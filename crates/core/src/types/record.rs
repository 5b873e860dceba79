//! Normalized records produced by the platform adapters.
//!
//! Both adapters translate their platform's REST payloads into these shared
//! shapes before anything touches the database. Platform-native identifiers
//! are kept as strings: they are assigned upstream and are only unique within
//! one store, never globally.

use rust_decimal::Decimal;
use serde::{Deserialize, Serialize};

/// A catalog entry as it will be mirrored locally.
#[derive(Debug, Clone, PartialEq, Eq, Serialize, Deserialize)]
pub struct NormalizedProduct {
    /// Platform-assigned product id (unique per store only).
    pub platform_product_id: String,
    pub name: String,
    /// SKU of the first variant; adapters substitute `"N/A"` when absent.
    pub sku: Option<String>,
    pub price: Decimal,
    pub image_url: Option<String>,
}

/// An order header as it will be mirrored locally.
#[derive(Debug, Clone, PartialEq, Eq, Serialize, Deserialize)]
pub struct NormalizedOrder {
    /// Platform-assigned order id (unique per store only).
    pub platform_order_id: String,
    /// Display name derived from the platform's first/last name fields.
    pub customer_name: String,
    /// Platform-native creation timestamp, stored verbatim.
    pub order_date: String,
    /// Platform-native status string; deliberately not normalized.
    pub status: String,
    pub total_amount: Decimal,
}

/// An order line as it will be mirrored locally.
///
/// The uniqueness key within an order is the platform's *line-item* id, not a
/// product id; the field is named accordingly.
#[derive(Debug, Clone, PartialEq, Eq, Serialize, Deserialize)]
pub struct NormalizedLineItem {
    /// Platform-assigned line-item id (unique per order).
    pub line_item_id: String,
    /// Product name snapshot at order time; not a reference into the catalog.
    pub product_name: String,
    pub quantity: i64,
    pub price: Decimal,
}
//! Shopsync Engine - the synchronization core.
//!
//! Pulls products and orders from every connected store's platform API and
//! mirrors them into a local SQLite database for unified querying. Upstream
//! is the source of truth: local rows are always overwritten from it, and
//! rows that disappear upstream are deliberately left in place.
//!
//! # Architecture
//!
//! - [`sync::SyncService`] - orchestrator: sweeps the store registry and
//!   dispatches each store to its adapter inside a per-store error boundary
//! - [`adapters`] - Shopify and WooCommerce REST dialects, normalized into
//!   shared record shapes
//! - [`db`] - SQLite pool, embedded migrations, and the keyed upsert
//!   repositories
//! - [`logging`] - structured event sink backed by the `logs` table
//! - [`config`] - explicit engine configuration from the environment
//!
//! Failures never propagate across stores: a sweep always runs to the end,
//! and partial failure is visible only in the persisted logs.

#![cfg_attr(not(test), forbid(unsafe_code))]

pub mod adapters;
pub mod config;
pub mod db;
pub mod logging;
pub mod sync;

pub use config::{ConfigError, SyncConfig};
pub use logging::{DbLogSink, LogSink};
pub use sync::{SyncError, SyncService};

Prompt:
Please output the material above exactly as it reads.

Exercise output:
filename crates/core/src/types/record.rs
repository 5b873e860dceba79
//! Normalized records produced by the platform adapters.
//!
//! Both adapters translate their platform's REST payloads into these shared
//! shapes before anything touches the database. Platform-native identifiers
//! are kept as strings: they are assigned upstream and are only unique within
//! one store, never globally.

use rust_decimal::Decimal;
use serde::{Deserialize, Serialize};

/// A catalog entry as it will be mirrored locally.
#[derive(Debug, Clone, PartialEq, Eq, Serialize, Deserialize)]
pub struct NormalizedProduct {
    /// Platform-assigned product id (unique per store only).
    pub platform_product_id: String,
    pub name: String,
    /// SKU of the first variant; adapters substitute `"N/A"` when absent.
    pub sku: Option<String>,
    pub price: Decimal,
    pub image_url: Option<String>,
}

/// An order header as it will be mirrored locally.
#[derive(Debug, Clone, PartialEq, Eq, Serialize, Deserialize)]
pub struct NormalizedOrder {
    /// Platform-assigned order id (unique per store only).
    pub platform_order_id: String,
    /// Display name derived from the platform's first/last name fields.
    pub customer_name: String,
    /// Platform-native creation timestamp, stored verbatim.
    pub order_date: String,
    /// Platform-native status string; deliberately not normalized.
    pub status: String,
    pub total_amount: Decimal,
}

/// An order line as it will be mirrored locally.
///
/// The uniqueness key within an order is the platform's *line-item* id, not a
/// product id; the field is named accordingly.
#[derive(Debug, Clone, PartialEq, Eq, Serialize, Deserialize)]
pub struct NormalizedLineItem {
    /// Platform-assigned line-item id (unique per order).
    pub line_item_id: String,
    /// Product name snapshot at order time; not a reference into the catalog.
    pub product_name: String,
    pub quantity: i64,
    pub price: Decimal,
}
//! Shopsync Engine - the synchronization core.
//!
//! Pulls products and orders from every connected store's platform API and
//! mirrors them into a local SQLite database for unified querying. Upstream
//! is the source of truth: local rows are always overwritten from it, and
//! rows that disappear upstream are deliberately left in place.
//!
//! # Architecture
//!
//! - [`sync::SyncService`] - orchestrator: sweeps the store registry and
//!   dispatches each store to its adapter inside a per-store error boundary
//! - [`adapters`] - Shopify and WooCommerce REST dialects, normalized into
//!   shared record shapes
//! - [`db`] - SQLite pool, embedded migrations, and the keyed upsert
//!   repositories
//! - [`logging`] - structured event sink backed by the `logs` table
//! - [`config`] - explicit engine configuration from the environment
//!
//! Failures never propagate across stores: a sweep always runs to the end,
//! and partial failure is visible only in the persisted logs.

#![cfg_attr(not(test), forbid(unsafe_code))]

pub mod adapters;
pub mod config;
pub mod db;
pub mod logging;
pub mod sync;

pub use config::{ConfigError, SyncConfig};
pub use logging::{DbLogSink, LogSink};
pub use sync::{SyncError, SyncService};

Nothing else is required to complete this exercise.